We may have laughed through the 2011 blockbuster Horrible Bosses, but having a monstrous manager can be bad for your health and self-esteem. In fact, Swedish research in 2009 found that working for a beastly boss is a bigger risk factor for heart attacks than smoking or a lack of exercise.
And while bullying, manipulation and straight-out sabotage are more akin to plot lines from the latest John Grisham thriller, when your boss is the instigator of such poor behaviour, your daily working life can seem like pure hell. These days, shoddy management takes on many forms – from the classic bully to the passive-aggressive “friend”. Here, we get expert advice on how to deal with different bad-boss scenarios, and practical tips to ensure you come out on top.
"My boss is a bully – he doesn’t pass on information, gives me no notice for meetings and OVERlooks me for projects”
Simone, 31, Perth, WA
A 2010 survey found that nearly 60 per cent of people identified their boss as a bully, but, cautions career coach Kylie Hammond, it’s important to distinguish between normal behaviour and actual bullying: “Being asked to attend meetings at the last minute is annoying, but take it in your stride and show flexibility. You’re equally responsible for cultivating a productive relationship.”

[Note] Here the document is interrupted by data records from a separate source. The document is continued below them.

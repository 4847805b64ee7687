//! Runtime values and the context mapping that rendering resolves
//! against.

use std::{collections::HashMap,
          fmt::{self, Debug},
          sync::Arc};

use kstring::KString;

use crate::{error::ErrorHandler,
            escape::SafeString,
            lazy::{Lazy, Thunk},
            node::Node};

/// A runtime value: what lazy resolution produces, what attribute
/// values and `If` branches hold, and what contexts map names to.
#[derive(Debug, Clone, Default)]
pub enum Value {
    #[default]
    None,
    Bool(bool),
    Int(i64),
    Float(f64),
    Str(KString),
    Safe(SafeString),
    List(Vec<Value>),
    Map(HashMap<KString, Value>),
    /// A sub-tree as a value.
    Node(Arc<Node>),
    /// A deferred computation, resolved transitively at use time.
    Lazy(Lazy),
    /// A zero-argument callable, invoked during lookup.
    Thunk(Thunk),
}

impl Value {
    /// Host-language truthiness: absent, false, zero and empty
    /// containers are false.
    pub fn is_truthy(&self) -> bool {
        match self {
            Value::None => false,
            Value::Bool(b) => *b,
            Value::Int(i) => *i != 0,
            Value::Float(f) => *f != 0.0,
            Value::Str(s) => !s.is_empty(),
            Value::Safe(s) => !s.is_empty(),
            Value::List(l) => !l.is_empty(),
            Value::Map(m) => !m.is_empty(),
            Value::Node(n) => n.is_truthy(),
            // Unresolved deferred values count as present; resolve
            // first where the distinction matters.
            Value::Lazy(_) | Value::Thunk(_) => true,
        }
    }
}

impl From<&str> for Value {
    fn from(s: &str) -> Self {
        Value::Str(KString::from_ref(s))
    }
}
impl From<String> for Value {
    fn from(s: String) -> Self {
        Value::Str(KString::from_string(s))
    }
}
impl From<KString> for Value {
    fn from(s: KString) -> Self {
        Value::Str(s)
    }
}
impl From<SafeString> for Value {
    fn from(s: SafeString) -> Self {
        Value::Safe(s)
    }
}
impl From<bool> for Value {
    fn from(b: bool) -> Self {
        Value::Bool(b)
    }
}
impl From<i32> for Value {
    fn from(i: i32) -> Self {
        Value::Int(i as i64)
    }
}
impl From<i64> for Value {
    fn from(i: i64) -> Self {
        Value::Int(i)
    }
}
impl From<usize> for Value {
    fn from(i: usize) -> Self {
        Value::Int(i as i64)
    }
}
impl From<f64> for Value {
    fn from(f: f64) -> Self {
        Value::Float(f)
    }
}
impl From<Lazy> for Value {
    fn from(l: Lazy) -> Self {
        Value::Lazy(l)
    }
}
impl From<Thunk> for Value {
    fn from(t: Thunk) -> Self {
        Value::Thunk(t)
    }
}
impl From<Node> for Value {
    fn from(n: Node) -> Self {
        Value::Node(Arc::new(n))
    }
}
impl From<Vec<Value>> for Value {
    fn from(l: Vec<Value>) -> Self {
        Value::List(l)
    }
}
impl From<std::ops::Range<i64>> for Value {
    fn from(r: std::ops::Range<i64>) -> Self {
        Value::List(r.map(Value::Int).collect())
    }
}
impl<T: Into<Value>> From<Option<T>> for Value {
    fn from(v: Option<T>) -> Self {
        match v {
            Some(v) => v.into(),
            None => Value::None,
        }
    }
}

/// Make a context or scope binding; the value-side analog of `att`.
pub fn bind(key: impl Into<KString>, val: impl Into<Value>) -> (KString, Value) {
    (key.into(), val.into())
}

/// The key/value mapping a tree is rendered against. Treated as
/// immutable during a render; scoped constructs work on derived
/// copies.
#[derive(Clone, Default)]
pub struct Context {
    vars: HashMap<KString, Value>,
    error_handler: Option<ErrorHandler>,
}

impl Context {
    pub fn new() -> Self {
        Self::default()
    }

    /// Builder-style insertion.
    pub fn with(mut self, key: impl Into<KString>, value: impl Into<Value>) -> Self {
        self.vars.insert(key.into(), value.into());
        self
    }

    pub fn insert(&mut self, key: impl Into<KString>, value: impl Into<Value>) {
        self.vars.insert(key.into(), value.into());
    }

    pub fn get(&self, key: &str) -> Option<&Value> {
        self.vars.get(key)
    }

    /// Install a render-failure handler; see `crate::error`.
    pub fn with_error_handler(mut self, handler: ErrorHandler) -> Self {
        self.error_handler = Some(handler);
        self
    }

    pub(crate) fn handler(&self) -> Option<&ErrorHandler> {
        self.error_handler.as_ref()
    }

    /// A copy of this context with `overrides` applied on top;
    /// overrides win on key collision. The original is untouched.
    pub fn derived(&self, overrides: impl IntoIterator<Item = (KString, Value)>) -> Context {
        let mut ctx = self.clone();
        ctx.vars.extend(overrides);
        ctx
    }
}

impl Debug for Context {
    fn fmt(&self, f: &mut fmt::Formatter) -> fmt::Result {
        f.debug_struct("Context")
            .field("vars", &self.vars)
            .field("error_handler",
                   &self.error_handler.as_ref().map(|_| "(handler)"))
            .finish()
    }
}

#[cfg(test)]
mod tests {
    use super::*;

    #[test]
    fn t_truthiness() {
        assert!(!Value::None.is_truthy());
        assert!(!Value::Bool(false).is_truthy());
        assert!(!Value::Int(0).is_truthy());
        assert!(!Value::Str(KString::from_static("")).is_truthy());
        assert!(!Value::List(vec![]).is_truthy());
        assert!(Value::Bool(true).is_truthy());
        assert!(Value::Int(-1).is_truthy());
        assert!(Value::from("x").is_truthy());
    }

    #[test]
    fn t_derived_does_not_touch_parent() {
        let parent = Context::new().with("x", 1);
        let child = parent.derived([bind("x", 2), bind("y", 3)]);
        assert!(matches!(parent.get("x"), Some(Value::Int(1))));
        assert!(parent.get("y").is_none());
        assert!(matches!(child.get("x"), Some(Value::Int(2))));
        assert!(matches!(child.get("y"), Some(Value::Int(3))));
    }

    #[test]
    fn t_range_value() {
        match Value::from(0..3) {
            Value::List(l) => assert_eq!(l.len(), 3),
            _ => panic!("expected list"),
        }
    }
}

"My boss acts like my friend, but uses that to avoid giving me pay rises. I feel I am being manipulated”
Kate, 35, Sydney, NSW
No-one likes to be played, but to make it in the workplace your boss could be your closest ally. According to Gallup research, you’re more likely to remain with a company, feel satisfied with your career and be productive if you have office friends – particularly the boss. Keep personal and business issues separate in discussions, advises Hammond. “If your boss manipulates you based on your friendship, set boundaries and say: ‘I respect and value our friendship outside of work, but I think it’s important we focus on my work contribution in this discussion.’”
“My boss pigeonholes me as admin – yet I’d love to do more creative work. How can I demonstrate what I can do?”
Carrie, 29, Redcliffe, Qld
Firstly, make sure you are in the right job. If your role is administrative, then there will be no guarantee of creative projects. However, according to career coach Sally-Anne Blanshard, if you do find yourself in a less-than-fulfilling position – but one that has the potential for growth – you could steer your own role by showing your boss how multiskilled you are. “If you’re assigned the admin, blitz that and show you have capacity to take on extra projects, or assist with creative tasks,” she says. “No manager likes to see you twiddling your thumbs, so the more capable you come across the more you’ll be assigned.”
"My boss always gives me muddled briefs and insufficient feedback. How can I get him to communicate better?”
Vicky, 28, Ballarat, Vic
A survey by employee-engagement expert James Adonis found that poor communication is the third most common reason for employees feeling frustrated at work. But, says Vivienne Anthon, CEO at the Australian Institute of Management^^, communication works both ways. “You have to bring some skill to the table and manage up to get what you want – stop thinking the boss should communicate exactly the way you want.” What strategies can she offer? “You need to know how your boss likes to communicate and work with that, even if it’s uncomfortable for you. Secondly, understand how the boss takes communication and present in that fashion. If the boss needs to know how you reached a decision, have the answer.”
“I’m determined to prove myself at work, but even when colleagues congratulate me, my manager finds fault”
Zoe, 34, Adelaide, SA
It’s easy to lose confidence at work. A global report‡ from talent-management company DDI found that 60 per cent of employees say their boss sometimes, most of the time, or always damages their self-esteem. Kalena Jefferson, human resource director at Kelly Services Australia#, advises tackling the problem head-on. “Gather examples that demonstrate when you’ve excelled and arrange a meeting to discuss performance. Ask for feedback to clarify expectations and make sure you understand what high performance looks like.” Jefferson also says we should have faith in our colleagues’ opinions. “These are people you engage with daily and being respected by co-workers can have just as much weight as your manager’s opinion.”
“My manager shows enthusiasm for my ideas – but then passes them off as her own”
Janey, 28, Wollongong, NSW
“Although being part of a team requires give and take, if others take credit for your ideas it can feel unjust and potentially hamper your career development,” agrees Jefferson. So how can you protect your ideas, especially when a 2011 survey by Persuadable Research Corporation revealed that 11 per cent of respondents claimed their boss acts unethically? “Ask to present an idea you are personally passionate about to more senior staff. As a last resort, keep a diary of your ideas and when you shared them with your manager, so if the problem escalates you have a record,” suggests Jefferson.
How to get along with the boss
■ Recognise your boss’s strengths and weaknesses and work with them rather than against them.
■ Know whether they like you to get on with a project or check-in each day, or whether they prefer a face-to-face catch-up or an email.
■ Instead of moaning about your boss’s lack of diplomacy, focus on the positives – do they encourage you, inspire you and allow you freedom?